Just as often, though, George and his family were subject to sacralisation themselves. The circulation of stories about the ability of royal gift tins to stop bullets almost leads Jones to adopt what Kingsley Martin called ‘a magical theory of monarchy’, in which the awe the royals commanded wasn’t so much an expression of Christianity as a substitute for its decline. In the end, the slipperiness of sacralisation may be inherent to the sources. It may be helpful to think of George as hovering between the overlapping types of sacred kingship the historian Alan Strathern has identified in the premodern world: transcendent, where the righteous king is venerated insofar as he represents what a religion preaches; and immanent, where the king’s divinity channels the enchantment present throughout the social world.
So how archaic was George, as a ‘servant king’? Both the emotional archaisms and, for that matter, the innovations identified by Jones are thoroughly Victorian. Victoria had also toured military hospitals and, during Germany’s bloody wars of unification, her daughters Vicky and Alice had run some. She anticipated George’s fatherly concern for the injured, touching them, recording their wounds in her diaries with the same sensibility, and commissioning images of disabled Crimean officers. But George was more than merely the last Victorian. When Victoria’s son-in-law Henry of Battenberg died in one of her smaller wars, she put on an elaborate funeral and communicated her and her daughter Beatrice’s grief to the nation. When Beatrice and Henry’s son Maurice died on the Western Front, George was more reserved, denying Beatrice any special role at the Cenotaph ceremonies. Under the emotional regime of democracy, it was no longer the monarch’s feelings which were sacred, but rather their role as an austere, almost impersonal, conduit for mass grief. The language of archaism can impede our understanding of the political import of such tonal shifts by smothering them in timeless ‘awe’.

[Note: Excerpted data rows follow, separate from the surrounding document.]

use std::collections::HashMap;
use std::sync::atomic::{AtomicU64, Ordering};
use std::sync::{Mutex, MutexGuard};

use tokio_util::sync::CancellationToken;
use tracing::{debug, warn};

use super::kind::LoaderKind;
use super::source::VersionSource;
use crate::core::error::{LauncherError, LauncherResult};

struct InFlight {
    id: u64,
    token: CancellationToken,
}

struct CachedVersions {
    game_version: String,
    versions: Vec<String>,
}

/// Lazily enumerates loader versions.
///
/// One fetch per loader kind may be in flight at a time. A newer request
/// for the same kind cancels the older one instead of queuing behind it,
/// so a fast-clicking UI only ever keeps the result of the latest request.
pub struct VersionLoaderCache<S> {
    source: S,
    next_id: AtomicU64,
    in_flight: Mutex<HashMap<LoaderKind, InFlight>>,
    cache: Mutex<HashMap<LoaderKind, CachedVersions>>,
}

fn lock<T>(mutex: &Mutex<T>) -> MutexGuard<'_, T> {
    mutex.lock().unwrap_or_else(|poisoned| poisoned.into_inner())
}

impl<S: VersionSource> VersionLoaderCache<S> {
    pub fn new(source: S) -> Self {
        Self {
            source,
            next_id: AtomicU64::new(1),
            in_flight: Mutex::new(HashMap::new()),
            cache: Mutex::new(HashMap::new()),
        }
    }

    /// Versions of `kind` for `game_version`.
    ///
    /// `NotFound` from the upstream yields an empty list. Other failures
    /// propagate and leave the cache untouched. Returns
    /// [`LauncherError::Cancelled`] when `token` fires or a newer request
    /// for the same kind supersedes this one.
    pub async fn load_versions(
        &self,
        kind: LoaderKind,
        game_version: &str,
        token: &CancellationToken,
    ) -> LauncherResult<Vec<String>> {
        if let Some(hit) = self.cached(kind, game_version) {
            return Ok(hit);
        }

        let (id, request_token) = self.register(kind, token);

        let result = tokio::select! {
            biased;
            _ = request_token.cancelled() => Err(LauncherError::Cancelled),
            r = self.source.list_versions(kind, game_version) => r,
        };

        if !self.deregister(kind, id) {
            debug!("{} version request for {} superseded", kind, game_version);
            return Err(LauncherError::Cancelled);
        }

        let versions = match result {
            Ok(versions) => versions,
            Err(LauncherError::NotFound(what)) => {
                debug!("No {} versions for {} ({})", kind, game_version, what);
                Vec::new()
            }
            Err(e) => {
                if !e.is_cancelled() {
                    warn!("Failed to load {} versions for {}: {}", kind, game_version, e);
                }
                return Err(e);
            }
        };

        lock(&self.cache).insert(
            kind,
            CachedVersions {
                game_version: game_version.to_string(),
                versions: versions.clone(),
            },
        );
        Ok(versions)
    }

    /// Drop the retained versions of `kind`, forcing the next load to refetch.
    pub fn invalidate(&self, kind: LoaderKind) {
        lock(&self.cache).remove(&kind);
    }

    fn cached(&self, kind: LoaderKind, game_version: &str) -> Option<Vec<String>> {
        lock(&self.cache)
            .get(&kind)
            .filter(|c| c.game_version == game_version)
            .map(|c| c.versions.clone())
    }

    fn register(&self, kind: LoaderKind, parent: &CancellationToken) -> (u64, CancellationToken) {
        let id = self.next_id.fetch_add(1, Ordering::Relaxed);
        let token = parent.child_token();
        let previous = lock(&self.in_flight).insert(
            kind,
            InFlight {
                id,
                token: token.clone(),
            },
        );
        if let Some(previous) = previous {
            previous.token.cancel();
        }
        (id, token)
    }

    /// Returns `false` if a newer request took over the slot.
    fn deregister(&self, kind: LoaderKind, id: u64) -> bool {
        let mut in_flight = lock(&self.in_flight);
        match in_flight.get(&kind) {
            Some(current) if current.id == id => {
                in_flight.remove(&kind);
                true
            }
            _ => false,
        }
    }
}

#[cfg(test)]
mod tests {
    use std::sync::atomic::AtomicUsize;
    use std::sync::Arc;

    use async_trait::async_trait;

    use super::*;

    /// First call hangs forever; later calls answer immediately.
    #[derive(Default)]
    struct SlowFirstSource {
        calls: AtomicUsize,
    }

    #[async_trait]
    impl VersionSource for SlowFirstSource {
        async fn list_versions(&self, _kind: LoaderKind, game_version: &str) -> LauncherResult<Vec<String>> {
            if self.calls.fetch_add(1, Ordering::SeqCst) == 0 {
                std::future::pending::<()>().await;
            }
            Ok(vec![game_version.to_string()])
        }
    }

    /// Replays a fixed list of responses.
    struct ScriptedSource {
        calls: AtomicUsize,
        responses: Mutex<Vec<LauncherResult<Vec<String>>>>,
    }

    impl ScriptedSource {
        fn new(mut responses: Vec<LauncherResult<Vec<String>>>) -> Self {
            responses.reverse();
            Self {
                calls: AtomicUsize::new(0),
                responses: Mutex::new(responses),
            }
        }
    }

    #[async_trait]
    impl VersionSource for ScriptedSource {
        async fn list_versions(&self, _kind: LoaderKind, _game_version: &str) -> LauncherResult<Vec<String>> {
            self.calls.fetch_add(1, Ordering::SeqCst);
            lock(&self.responses)
                .pop()
                .unwrap_or_else(|| Err(LauncherError::Other("no more responses".into())))
        }
    }

    #[tokio::test]
    async fn concurrent_loads_keep_only_the_latest() {
        let cache = Arc::new(VersionLoaderCache::new(SlowFirstSource::default()));
        let token = CancellationToken::new();

        let first = {
            let cache = Arc::clone(&cache);
            let token = token.clone();
            tokio::spawn(async move {
                cache
                    .load_versions(LoaderKind::LiteLoader, "1.8.9", &token)
                    .await
            })
        };

        while cache.source.calls.load(Ordering::SeqCst) == 0 {
            tokio::task::yield_now().await;
        }

        let second = cache
            .load_versions(LoaderKind::LiteLoader, "1.8.9", &token)
            .await
            .unwrap();
        assert_eq!(second, vec!["1.8.9"]);

        let first = first.await.unwrap();
        assert!(first.unwrap_err().is_cancelled());

        assert_eq!(cache.cached(LoaderKind::LiteLoader, "1.8.9"), Some(vec!["1.8.9".to_string()]));
        assert!(lock(&cache.in_flight).is_empty());
    }

    #[tokio::test]
    async fn not_found_is_an_empty_list() {
        let cache = VersionLoaderCache::new(ScriptedSource::new(vec![Err(LauncherError::NotFound(
            "optifine/1.99".into(),
        ))]));

        let versions = cache
            .load_versions(LoaderKind::OptiFine, "1.99", &CancellationToken::new())
            .await
            .unwrap();
        assert!(versions.is_empty());
    }

    #[tokio::test]
    async fn transport_errors_are_not_cached() {
        let cache = VersionLoaderCache::new(ScriptedSource::new(vec![
            Err(LauncherError::LoaderApi("502".into())),
            Ok(vec!["0.16.10".into()]),
        ]));
        let token = CancellationToken::new();

        let err = cache
            .load_versions(LoaderKind::Fabric, "1.21.1", &token)
            .await
            .unwrap_err();
        assert!(matches!(err, LauncherError::LoaderApi(_)));
        assert_eq!(cache.cached(LoaderKind::Fabric, "1.21.1"), None);

        let versions = cache
            .load_versions(LoaderKind::Fabric, "1.21.1", &token)
            .await
            .unwrap();
        assert_eq!(versions, vec!["0.16.10"]);

        // Served from the cache this time.
        cache
            .load_versions(LoaderKind::Fabric, "1.21.1", &token)
            .await
            .unwrap();
        assert_eq!(cache.source.calls.load(Ordering::SeqCst), 2);
    }

    #[tokio::test]
    async fn cancelled_token_aborts_the_load() {
        let cache = VersionLoaderCache::new(SlowFirstSource::default());
        let token = CancellationToken::new();
        token.cancel();

        let err = cache
            .load_versions(LoaderKind::Forge, "1.20.1", &token)
            .await
            .unwrap_err();
        assert!(err.is_cancelled());
    }
}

Edward VIII’s brief reign did considerable damage to the sacred aura the war had conferred on the monarchy. His experience of wartime service while prince of Wales had deepened his irreligious contempt for the sanctification of duty and sacrifice. He participated in the commemoration of the dead only reluctantly, and by abdicating to marry Wallis Simpson he showed that he had no desire to play the servant king. Yet with the accession of George VI, the Windsors resumed their habit of ruling for and with the support of the war dead, even if he didn’t enjoy the same prominence in the Second World War as his father had in the First. In 1923 George VI’s wife, Elizabeth Bowes-Lyon, who lost a brother at the Battle of Loos, had presented the Unknown Warrior with her wedding bouquet. It was an impromptu gesture that has endured: Kate Middleton, Meghan Markle and the princesses of York all sent their bouquets to the Warrior’s grave. The commemoration of the dead continues to provide one answer to the awkward question of why we need the monarchy. Inside the Queen’s Dolls’ House was a photograph of a Tommy, a sketch of the Cenotaph and a bust of Field Marshal Haig. One wonders how long the Windsors will keep living in it.